INPUT DATA
use std::path::Path;

use sqlshift_db::{MigrationEvent, RunReport, VersionStatus};

/// Print a boxed summary of a finished run.
pub fn print_run_summary(report: &RunReport, db_path: &Path, status: &VersionStatus) {
    let version = env!("CARGO_PKG_VERSION");

    let applied = if report.applied.is_empty() {
        "none".to_string()
    } else {
        report
            .applied
            .iter()
            .map(|v| v.to_string())
            .collect::<Vec<_>>()
            .join(", ")
    };

    let db_display = match std::env::var("HOME") {
        Ok(home) if !home.is_empty() => db_path.to_string_lossy().replace(&home, "~"),
        _ => db_path.to_string_lossy().to_string(),
    };

    let width: usize = 64;
    let label_w = 12;
    let value_w = width - label_w - 5;

    let title = format!("sqlshift v{version} · {}", report.direction);
    let title_dashes = width.saturating_sub(2 + title.chars().count() + 5);
    let top = format!("╭─── {title} {}╮", "─".repeat(title_dashes));
    let bottom = format!("╰{}╯", "─".repeat(width - 2));

    let row = |l: &str, r: &str| format!("│ {:<label_w$}{:<value_w$.value_w$}  │", l, r);

    println!("{top}");
    println!("{}", row("Database", &db_display));
    println!("{}", row("Applied", &applied));
    println!("{}", row("Skipped", &report.skipped().to_string()));
    println!("{}", row("Now at", &status.to_string()));
    println!("{bottom}");

    for event in &report.events {
        if let Some(line) = describe(event) {
            println!("  {line}");
        }
    }
}

fn describe(event: &MigrationEvent) -> Option<String> {
    match event {
        MigrationEvent::SkippedApplied { .. } => None,
        MigrationEvent::SkippedDialect { version, name, .. } => {
            Some(format!("- {version} {name}: other dialect"))
        }
        MigrationEvent::SkippedProfile { version, name, .. } => {
            Some(format!("- {version} {name}: excluded by profile"))
        }
        MigrationEvent::Applied {
            version,
            name,
            statements,
            ..
        } => Some(format!(
            "+ {version} {name} ({statements} statement{})",
            if *statements == 1 { "" } else { "s" }
        )),
        MigrationEvent::Failed {
            version,
            name,
            statement,
            ..
        } => Some(format!("! {version} {name}: failed at statement {statement}")),
    }
}
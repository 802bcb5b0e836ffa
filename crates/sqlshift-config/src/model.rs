use std::path::PathBuf;

use serde::{Deserialize, Serialize};
use sqlshift_common::{Error, Result};
use sqlshift_db::validate_table_name;

/// Top-level configuration, read from `config.yml` / `config.toml`.
#[derive(Debug, Clone, Default, Serialize, Deserialize)]
#[serde(default)]
pub struct AppConfig {
    pub database: DatabaseConfig,
    pub migrations: MigrationsConfig,
    pub log: LogConfig,
}

#[derive(Debug, Clone, Serialize, Deserialize)]
#[serde(default)]
pub struct DatabaseConfig {
    /// `sqlite`, `postgres` or `mysql`.
    pub dialect: String,
    /// Database file for SQLite. Defaults to `<data_dir>/sqlshift/app.db`.
    pub path: Option<PathBuf>,
}

impl Default for DatabaseConfig {
    fn default() -> Self {
        Self {
            dialect: "sqlite".to_string(),
            path: None,
        }
    }
}

impl DatabaseConfig {
    pub fn resolved_path(&self) -> PathBuf {
        self.path.clone().unwrap_or_else(|| {
            dirs::data_dir()
                .unwrap_or_else(|| PathBuf::from("."))
                .join("sqlshift")
                .join("app.db")
        })
    }
}

#[derive(Debug, Clone, Serialize, Deserialize)]
#[serde(default)]
pub struct MigrationsConfig {
    pub dir: PathBuf,
    /// Name of the ledger table inside the target database.
    pub table: String,
    /// `full` runs everything; `lite` leaves out full-text-search scripts.
    pub profile: String,
}

impl Default for MigrationsConfig {
    fn default() -> Self {
        Self {
            dir: PathBuf::from("migrations"),
            table: "schema_migrations".to_string(),
            profile: "full".to_string(),
        }
    }
}

#[derive(Debug, Clone, Serialize, Deserialize)]
#[serde(default)]
pub struct LogConfig {
    pub level: String,
    pub json: bool,
}

impl Default for LogConfig {
    fn default() -> Self {
        Self {
            level: "info".to_string(),
            json: false,
        }
    }
}

impl AppConfig {
    /// Reject values that would otherwise only fail once SQL is built from them.
    pub fn validate(&self) -> Result<()> {
        validate_table_name(&self.migrations.table)
            .map_err(|e| Error::Config(format!("migrations.table: {e}")))?;
        if self.database.dialect.trim().is_empty() {
            return Err(Error::Config("database.dialect cannot be empty".into()));
        }
        Ok(())
    }
}
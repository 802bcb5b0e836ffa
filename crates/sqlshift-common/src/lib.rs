pub mod direction;
pub mod error;

pub use direction::Direction;
pub use error::{DriverError, Error, Result};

EXERCISE GOAL
The entries above hold the needed span. Transcribe exactly the lines from the one with "pub struct LogConfig" to the one with "validate_table_name(&self.migrations.table)", both included.

EXERCISE ANSWER
pub struct LogConfig {
    pub level: String,
    pub json: bool,
}

impl Default for LogConfig {
    fn default() -> Self {
        Self {
            level: "info".to_string(),
            json: false,
        }
    }
}

impl AppConfig {
    /// Reject values that would otherwise only fail once SQL is built from them.
    pub fn validate(&self) -> Result<()> {
        validate_table_name(&self.migrations.table)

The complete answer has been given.